OK, so we’ve got one lens sorted, but 70mm is not wide enough for a lot of situations and 200mm is not long enough for subjects like birds.
One of the things that makes Africa such a special place for photography is its size. For many, one of the iconic images of Africa is the plains of the Masai Mara teeming with animals. To capture this kind of scene you need to be able to shoot wide. It’s not a close up of one animal you’re after, but the sheer spectacle of animals as far as the eye can see.
Having a good wide angle lens is also invaluable when the action is really close, or if you can’t get enough distance from your subject.
Once again a zoom lens works well. Something like an 18-70mm fits neatly with the 70-200mm.
For a bit more versatility you could opt for an 18-140mm lens. This gives you a bit of overlap and means that you won’t need to change lenses quite so often.
Don’t forget that if you are using a crop sensor camera, your 18mm is actually 27mm. For really wide angle shots, like sky at night photos, or landscapes you may wish to take a dedicated wide angle lens.
One of the favourite lenses for professional wildlife photographers is the 400mm. But buying one of these beauties is expensive and out of the reach of many amateurs and enthusiasts. Fear not though, there are other ways of getting this focal length.
One of the simplest is to use an 80-400mm or 100-400mm zoom lens. These lenses are also highly rated and cover a very useful range. In fact, if you have one of these, you could leave the 70-200mm at home.
Costing over £1,200, the 80-400mm lens is still not cheap, but it is a fraction of price of the 400mm prime lens which comes in at a whopping £10,000.
The big drawback of this lens though, is its weight. It weighs over 1.5kg. Not a problem if you’re able to support it somehow, but it becomes heavy quite quickly if you’re hand holding.
A lighter, but less flexible option is to take a 300mm lens and a tele-converter or multiplier.
The advantage of a 300mm prime lens is that it is very light and easy to hand hold. The addition of a 1.4x or 2x tele-converter will turn it into a 420mm or 600mm lens, for very little extra weight.
If weight is not an issue, then there are some very good ‘super zoom’ lenses available, with a focal length of 150-600mm. Third party lens makers Tamron and Sigma both have highly rated 150-600mm lenses. They are light enough (around 2kg) to hand hold for short periods, have built in vibration reduction and come in just under £1,000.
Nikon users may prefer to stick with the brand and choose their 200-500mm zoom, which is just over £1,000.

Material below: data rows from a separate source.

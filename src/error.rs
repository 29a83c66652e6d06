//! # Errors
//!
//! $$
//! \text{InputError} \to \text{caller},\qquad \text{Infeasible} \to \texttt{SolveOutcome}
//! $$
//!
//! Errors that surface to the caller. Numerical trouble and solver failures are
//! absorbed internally and only show up as an infeasibility report.

use thiserror::Error;

/// Errors raised by estimators, clustering and optimizers.
#[derive(Debug, Clone, PartialEq, Error)]
pub enum PortfolioError {
  /// Malformed input (non-finite values, duplicate names, too few rows, ...).
  #[error("invalid input: {0}")]
  InvalidInput(String),
  /// Two inputs disagree on a dimension.
  #[error("dimension mismatch in {context}: expected {expected}, found {found}")]
  DimensionMismatch {
    context: &'static str,
    expected: usize,
    found: usize,
  },
  /// A method, measure or model name could not be parsed.
  #[error("unsupported method: {0}")]
  UnsupportedMethod(String),
  /// A parameter required by the requested path was not supplied.
  #[error("missing parameter: {0}")]
  MissingParameter(&'static str),
  /// A session artifact was read before it was estimated.
  #[error("{0} has not been estimated")]
  NotEstimated(&'static str),
  /// Linear algebra failed with no fallback left.
  #[error("numerical failure: {0}")]
  Numerical(String),
}

pub type Result<T> = std::result::Result<T, PortfolioError>;

impl PortfolioError {
  pub(crate) fn invalid(msg: impl Into<String>) -> Self {
    Self::InvalidInput(msg.into())
  }

  pub(crate) fn mismatch(context: &'static str, expected: usize, found: usize) -> Self {
    Self::DimensionMismatch {
      context,
      expected,
      found,
    }
  }
}

#[cfg(test)]
mod tests {
  use super::*;

  #[test]
  fn display_includes_context() {
    let err = PortfolioError::mismatch("weights", 3, 2);
    assert_eq!(
      err.to_string(),
      "dimension mismatch in weights: expected 3, found 2"
    );
  }

  #[test]
  fn is_std_error() {
    let err: Box<dyn std::error::Error> = Box::new(PortfolioError::MissingParameter("factors"));
    assert!(err.to_string().contains("factors"));
  }
}
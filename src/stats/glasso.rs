use ndarray::Array1;
use ndarray::Array2;
use ndarray::ArrayView2;
use tracing::warn;

use crate::linalg::corr2cov;
use crate::linalg::cov2corr;

fn soft_threshold(x: f64, lambda: f64) -> f64 {
  x.signum() * (x.abs() - lambda).max(0.0)
}

/// Sparse-precision covariance by block coordinate descent on the
/// correlation matrix, rescaled back with the original volatilities.
///
/// The diagonal is not penalized. `alpha` is the L1 penalty applied to the
/// off-diagonal entries of the precision matrix.
pub fn graphical_lasso(cov: &ArrayView2<f64>, alpha: f64, max_iter: usize, tol: f64) -> Array2<f64> {
  let (s, std) = cov2corr(cov);
  let n = s.nrows();
  if n < 2 || alpha <= 0.0 {
    return cov.to_owned();
  }

  let mut w = s.clone();
  let mut betas = Array2::<f64>::zeros((n, n));
  let mut converged = false;

  for _ in 0..max_iter {
    let previous = w.clone();
    for j in 0..n {
      let others: Vec<usize> = (0..n).filter(|&k| k != j).collect();
      let m = others.len();
      let w11 = Array2::from_shape_fn((m, m), |(a, b)| w[[others[a], others[b]]]);
      let s12 = Array1::from_iter(others.iter().map(|&k| s[[k, j]]));
      let mut beta = Array1::from_iter(others.iter().map(|&k| betas[[k, j]]));

      for _ in 0..100 {
        let mut delta = 0.0_f64;
        for a in 0..m {
          let partial: f64 = (0..m)
            .filter(|&b| b != a)
            .map(|b| w11[[a, b]] * beta[b])
            .sum();
          let next = soft_threshold(s12[a] - partial, alpha) / w11[[a, a]];
          delta = delta.max((next - beta[a]).abs());
          beta[a] = next;
        }
        if delta < tol {
          break;
        }
      }

      let w12 = w11.dot(&beta);
      for (a, &k) in others.iter().enumerate() {
        w[[k, j]] = w12[a];
        w[[j, k]] = w12[a];
        betas[[k, j]] = beta[a];
      }
    }

    let change = (&w - &previous).mapv(f64::abs).mean().unwrap_or(0.0);
    if change < tol {
      converged = true;
      break;
    }
  }

  if !converged {
    warn!(alpha, max_iter, "graphical lasso did not converge");
  }
  corr2cov(&w.view(), &std)
}
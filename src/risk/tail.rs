//! # Tail measures
//!
//! $$
//! \mathrm{VaR}_\alpha=-x_{(k)},\quad k=\lceil\alpha T\rceil-1,\qquad
//! \mathrm{EVaR}_\alpha=\inf_{z>0} z\ln\frac{\mathbb E[e^{-X/z}]}{\alpha}
//! $$

use super::owa::owa_cvrg;
use super::owa::owa_risk;
use super::owa::owa_tg;
use super::owa::owa_tgrg;
use super::owa::tail_index;
use super::sorted_ascending;
use crate::stats::scalar_min::minimize_scalar;

/// Historical value at risk.
pub fn var_hist(x: &[f64], alpha: f64) -> f64 {
  if x.is_empty() {
    return f64::NAN;
  }
  let sorted = sorted_ascending(x);
  -sorted[tail_index(x.len(), alpha)]
}

/// Historical conditional value at risk.
pub fn cvar_hist(x: &[f64], alpha: f64) -> f64 {
  if x.is_empty() {
    return f64::NAN;
  }
  let sorted = sorted_ascending(x);
  let k = tail_index(x.len(), alpha);
  let excess: f64 = sorted[..=k].iter().map(|v| v - sorted[k]).sum();
  -sorted[k] - excess / (alpha * x.len() as f64)
}

/// Worst realization: `-min(x)`.
pub fn worst_realization(x: &[f64]) -> f64 {
  -x.iter().copied().fold(f64::INFINITY, f64::min)
}

/// `max(x) - min(x)`.
pub fn range(x: &[f64]) -> f64 {
  let (lo, hi) = x
    .iter()
    .fold((f64::INFINITY, f64::NEG_INFINITY), |(lo, hi), &v| (lo.min(v), hi.max(v)));
  hi - lo
}

pub fn tail_gini(x: &[f64], alpha: f64, a_sim: usize) -> f64 {
  owa_risk(x, &owa_tg(x.len(), alpha, a_sim))
}

pub fn cvar_range(x: &[f64], alpha: f64, beta: f64) -> f64 {
  owa_risk(x, &owa_cvrg(x.len(), alpha, beta))
}

pub fn tail_gini_range(x: &[f64], alpha: f64, a_sim: usize, beta: f64, b_sim: usize) -> f64 {
  owa_risk(x, &owa_tgrg(x.len(), alpha, a_sim, beta, b_sim))
}

/// `z (ln E[exp(-X/z)] - ln α)` evaluated with a shifted log-sum-exp.
fn entropic_bound(x: &[f64], alpha: f64, z: f64) -> f64 {
  let scaled: Vec<f64> = x.iter().map(|v| -v / z).collect();
  let m = scaled.iter().copied().fold(f64::NEG_INFINITY, f64::max);
  let lse = m + (scaled.iter().map(|s| (s - m).exp()).sum::<f64>() / x.len() as f64).ln();
  z * (lse - alpha.ln())
}

/// Historical entropic value at risk and the optimal `z`.
///
/// The search runs over `ln z ∈ [-20, 10]`; the worst realization caps the
/// value, matching the `z → 0` limit.
pub fn evar_hist(x: &[f64], alpha: f64) -> (f64, f64) {
  if x.is_empty() {
    return (f64::NAN, f64::NAN);
  }
  let wr = worst_realization(x);
  match minimize_scalar(|lz| entropic_bound(x, alpha, lz.exp()), -20.0, 10.0, 500) {
    Some((lz, value)) if value < wr => (value, lz.exp()),
    _ => (wr, 0.0),
  }
}

#[cfg(test)]
mod tests {
  use approx::assert_abs_diff_eq;

  use super::*;

  fn sample() -> Vec<f64> {
    (0..100).map(|i| ((i * 37 % 100) as f64 - 50.0) / 1000.0).collect()
  }

  #[test]
  fn var_uses_ceil_index() {
    // ascending -0.05, -0.049, ... ; ceil(0.05 * 100) - 1 = 4
    let x = sample();
    assert_abs_diff_eq!(var_hist(&x, 0.05), 0.046, epsilon = 1e-15);
    assert_abs_diff_eq!(var_hist(&x, 0.051), 0.045, epsilon = 1e-15);
  }

  #[test]
  fn cvar_is_tail_mean_on_grid() {
    let x = sample();
    // mean of the five worst: 0.050, 0.049, 0.048, 0.047, 0.046
    assert_abs_diff_eq!(cvar_hist(&x, 0.05), 0.048, epsilon = 1e-12);
  }

  #[test]
  fn ordering_var_cvar_evar_wr() {
    let x = sample();
    let var = var_hist(&x, 0.05);
    let cvar = cvar_hist(&x, 0.05);
    let (evar, z) = evar_hist(&x, 0.05);
    let wr = worst_realization(&x);
    assert!(var <= cvar + 1e-12);
    assert!(cvar <= evar + 1e-9);
    assert!(evar <= wr + 1e-12);
    assert!(z > 0.0);
  }

  #[test]
  fn ranges() {
    let x = sample();
    assert_abs_diff_eq!(range(&x), 0.099, epsilon = 1e-15);
    // symmetric grid, both tails average 0.048 / 0.0475
    assert_abs_diff_eq!(cvar_range(&x, 0.05, 0.05), 0.048 + 0.047, epsilon = 1e-12);
    assert!(tail_gini_range(&x, 0.05, 20, 0.05, 20) > tail_gini(&x, 0.05, 20));
  }
}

If bird photography is your thing, then these are well worth considering, but make sure you get plenty of practice before you go the longer the lens the more vulnerable it is to camera shake, resulting in unsharp images.
Please note, that these are just suggestions for a selection of lenses that will cover most situations; take these lenses and you won’t miss out on many shots. They are not by any means the only options and specific situations may benefit from different choices.
- 18-70mm or 18-140mm
- 100-400mm or 300mm + tele-converters
- 100-400mm or 150-600mm
Think carefully before you buy new lenses
Don’t feel that you must rush out to buy a new lens just for your safari. Think about your ongoing photography needs; how much will you use it when your safari is over? Far better to buy lenses that you’ll use on an everyday basis; even with a relatively short zoom lens, like an 18-140mm, you’ll still get plenty of great shots on safari.

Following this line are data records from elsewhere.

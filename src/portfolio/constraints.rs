//! # Constraint tables
//!
//! $$
//! A\mathbf w \ge B,\qquad \mathbf w_{min}\le \mathbf w\le \mathbf w_{max}
//! $$
//!
//! Row-based constraint descriptions turned into the linear system used by
//! the convex optimizers and the per-asset bounds used by the hierarchical
//! ones.

use std::collections::BTreeMap;
use std::str::FromStr;

use impl_new_derive::ImplNew;
use ndarray::Array1;
use ndarray::Array2;
use ndarray::ArrayView2;

use crate::error::PortfolioError;
use crate::error::Result;
use crate::types::check_len;

/// Asset → class label for every named classification.
#[derive(Clone, Debug, Default, PartialEq)]
pub struct AssetClasses {
  assets: Vec<String>,
  sets: BTreeMap<String, Vec<String>>,
}

impl AssetClasses {
  pub fn new(assets: Vec<String>) -> Self {
    Self {
      assets,
      sets: BTreeMap::new(),
    }
  }

  /// Add a classification with one label per asset.
  pub fn with_set(mut self, name: impl Into<String>, labels: Vec<String>) -> Result<Self> {
    check_len("class labels", self.assets.len(), labels.len())?;
    self.sets.insert(name.into(), labels);
    Ok(self)
  }

  pub fn assets(&self) -> &[String] {
    &self.assets
  }

  pub fn n_assets(&self) -> usize {
    self.assets.len()
  }

  pub fn asset_index(&self, asset: &str) -> Result<usize> {
    self
      .assets
      .iter()
      .position(|a| a == asset)
      .ok_or_else(|| PortfolioError::invalid(format!("unknown asset {asset}")))
  }

  fn labels(&self, set: &str) -> Result<&[String]> {
    self
      .sets
      .get(set)
      .map(Vec::as_slice)
      .ok_or_else(|| PortfolioError::invalid(format!("unknown class set {set}")))
  }

  /// Distinct labels of `set` in order of first appearance.
  pub fn classes(&self, set: &str) -> Result<Vec<String>> {
    let mut out: Vec<String> = Vec::new();
    for label in self.labels(set)? {
      if !out.contains(label) {
        out.push(label.clone());
      }
    }
    Ok(out)
  }

  /// Indices of the assets labelled `class` in `set`.
  pub fn members(&self, set: &str, class: &str) -> Result<Vec<usize>> {
    let idx: Vec<usize> = self
      .labels(set)?
      .iter()
      .enumerate()
      .filter(|(_, l)| l.as_str() == class)
      .map(|(i, _)| i)
      .collect();
    if idx.is_empty() {
      return Err(PortfolioError::invalid(format!("class {class} of {set} has no assets")));
    }
    Ok(idx)
  }
}

#[derive(Clone, Copy, Debug, PartialEq, Eq)]
pub enum Sign {
  Geq,
  Leq,
}

impl Sign {
  fn factor(self) -> f64 {
    match self {
      Sign::Geq => 1.0,
      Sign::Leq => -1.0,
    }
  }
}

impl FromStr for Sign {
  type Err = PortfolioError;

  fn from_str(s: &str) -> Result<Self> {
    match s.trim() {
      ">=" | "≥" => Ok(Sign::Geq),
      "<=" | "≤" => Ok(Sign::Leq),
      _ => Err(PortfolioError::UnsupportedMethod(s.to_string())),
    }
  }
}

/// An asset or a class of a named set.
#[derive(Clone, Debug, PartialEq)]
pub enum Position {
  Asset(String),
  Class { set: String, class: String },
}

/// Left-hand side of a constraint row.
#[derive(Clone, Debug, PartialEq)]
pub enum ConstraintTarget {
  Asset(String),
  Class { set: String, class: String },
  AllAssets,
  EachAssetInClass { set: String, class: String },
  AllClasses { set: String },
}

/// Right-hand side of a constraint row.
#[derive(Clone, Debug, PartialEq)]
pub enum ConstraintBound {
  Weight(f64),
  /// `factor` times the weight of another asset or class.
  Relative { to: Position, factor: f64 },
}

#[derive(Clone, Debug, PartialEq, ImplNew)]
pub struct ConstraintRow {
  pub disabled: bool,
  pub target: ConstraintTarget,
  pub sign: Sign,
  pub bound: ConstraintBound,
}

#[derive(Clone, Debug, PartialEq, ImplNew)]
pub struct FactorConstraintRow {
  pub disabled: bool,
  pub factor: String,
  pub sign: Sign,
  pub value: f64,
  /// Exposure taken relative to this factor.
  pub relative: Option<String>,
}

fn indicator(n: usize, idx: &[usize]) -> Array1<f64> {
  let mut v = Array1::zeros(n);
  for &i in idx {
    v[i] = 1.0;
  }
  v
}

fn position_vector(pos: &Position, classes: &AssetClasses) -> Result<Array1<f64>> {
  let n = classes.n_assets();
  match pos {
    Position::Asset(a) => Ok(indicator(n, &[classes.asset_index(a)?])),
    Position::Class { set, class } => Ok(indicator(n, &classes.members(set, class)?)),
  }
}

fn target_vectors(target: &ConstraintTarget, classes: &AssetClasses) -> Result<Vec<Array1<f64>>> {
  let n = classes.n_assets();
  match target {
    ConstraintTarget::Asset(a) => Ok(vec![indicator(n, &[classes.asset_index(a)?])]),
    ConstraintTarget::Class { set, class } => Ok(vec![indicator(n, &classes.members(set, class)?)]),
    ConstraintTarget::AllAssets => Ok((0..n).map(|i| indicator(n, &[i])).collect()),
    ConstraintTarget::EachAssetInClass { set, class } => {
      Ok(classes.members(set, class)?.into_iter().map(|i| indicator(n, &[i])).collect())
    }
    ConstraintTarget::AllClasses { set } => classes
      .classes(set)?
      .iter()
      .map(|c| classes.members(set, c).map(|idx| indicator(n, &idx)))
      .collect(),
  }
}

fn stack(rows: Vec<Array1<f64>>, rhs: Vec<f64>, n: usize) -> (Array2<f64>, Array1<f64>) {
  let mut a = Array2::<f64>::zeros((rows.len(), n));
  for (i, r) in rows.iter().enumerate() {
    a.row_mut(i).assign(r);
  }
  (a, Array1::from(rhs))
}

/// `(A, B)` with `A w ≥ B` for the enabled rows.
pub fn assets_constraints(rows: &[ConstraintRow], classes: &AssetClasses) -> Result<(Array2<f64>, Array1<f64>)> {
  let n = classes.n_assets();
  let mut lhs = Vec::new();
  let mut rhs = Vec::new();
  for row in rows.iter().filter(|r| !r.disabled) {
    let s = row.sign.factor();
    for v in target_vectors(&row.target, classes)? {
      match &row.bound {
        ConstraintBound::Weight(b) => {
          lhs.push(v * s);
          rhs.push(b * s);
        }
        ConstraintBound::Relative { to, factor } => {
          let reference = position_vector(to, classes)?;
          lhs.push((v - reference * *factor) * s);
          rhs.push(0.0);
        }
      }
    }
  }
  Ok(stack(lhs, rhs, n))
}

fn factor_index(factors: &[String], name: &str) -> Result<usize> {
  factors
    .iter()
    .position(|f| f == name)
    .ok_or_else(|| PortfolioError::invalid(format!("unknown factor {name}")))
}

/// `(A, B)` bounding factor exposures `B'w` through the `N × K` loadings.
pub fn factor_constraints(
  rows: &[FactorConstraintRow],
  loadings: &ArrayView2<f64>,
  factors: &[String],
) -> Result<(Array2<f64>, Array1<f64>)> {
  check_len("factor names", loadings.ncols(), factors.len())?;
  let n = loadings.nrows();
  let mut lhs = Vec::new();
  let mut rhs = Vec::new();
  for row in rows.iter().filter(|r| !r.disabled) {
    let s = row.sign.factor();
    let mut v = loadings.column(factor_index(factors, &row.factor)?).to_owned();
    if let Some(rel) = &row.relative {
      v = v - loadings.column(factor_index(factors, rel)?);
    }
    lhs.push(v * s);
    rhs.push(row.value * s);
  }
  Ok(stack(lhs, rhs, n))
}

/// Per-asset `(w_max, w_min)` for the hierarchical optimizers.
///
/// Only absolute bounds on assets are meaningful here; the tightest bound
/// wins when rows overlap.
pub fn hrp_constraints(rows: &[ConstraintRow], classes: &AssetClasses) -> Result<(Array1<f64>, Array1<f64>)> {
  let n = classes.n_assets();
  let mut w_max = Array1::<f64>::ones(n);
  let mut w_min = Array1::<f64>::zeros(n);
  for row in rows.iter().filter(|r| !r.disabled) {
    let ConstraintBound::Weight(b) = row.bound else {
      return Err(PortfolioError::invalid("relative bounds are not supported by hierarchical optimizers"));
    };
    let idx: Vec<usize> = match &row.target {
      ConstraintTarget::Asset(a) => vec![classes.asset_index(a)?],
      ConstraintTarget::AllAssets => (0..n).collect(),
      ConstraintTarget::EachAssetInClass { set, class } => classes.members(set, class)?,
      ConstraintTarget::Class { .. } | ConstraintTarget::AllClasses { .. } => {
        return Err(PortfolioError::invalid("class totals are not supported by hierarchical optimizers"))
      }
    };
    for i in idx {
      match row.sign {
        Sign::Geq => w_min[i] = w_min[i].max(b),
        Sign::Leq => w_max[i] = w_max[i].min(b),
      }
    }
  }
  if w_min.iter().zip(w_max.iter()).any(|(lo, hi)| lo > hi) {
    return Err(PortfolioError::invalid("lower bound above upper bound"));
  }
  if w_min.sum() > 1.0 + 1e-12 || w_max.sum() < 1.0 - 1e-12 {
    return Err(PortfolioError::invalid("bounds cannot sum to one"));
  }
  Ok((w_max, w_min))
}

It is also worth mentioning that you can get some excellent lenses at terrific prices by buying second hand. You should always buy the best lens you can afford; if you buy a cheap lens it is quite probably you won’t like the results and will want to upgrade it before too long.
Well, 2 bodies are better than 1. Just the ability to have 2 lenses of different focal lengths mounted and ready to go is a big help. It also means that in the unlikely event of camera failure, you have backup.
Some kind of support is useful to have. Whether it is a tripod, monopod or something as simple as a bean bag, anything that helps keep your camera steady will make it easier to get sharper images.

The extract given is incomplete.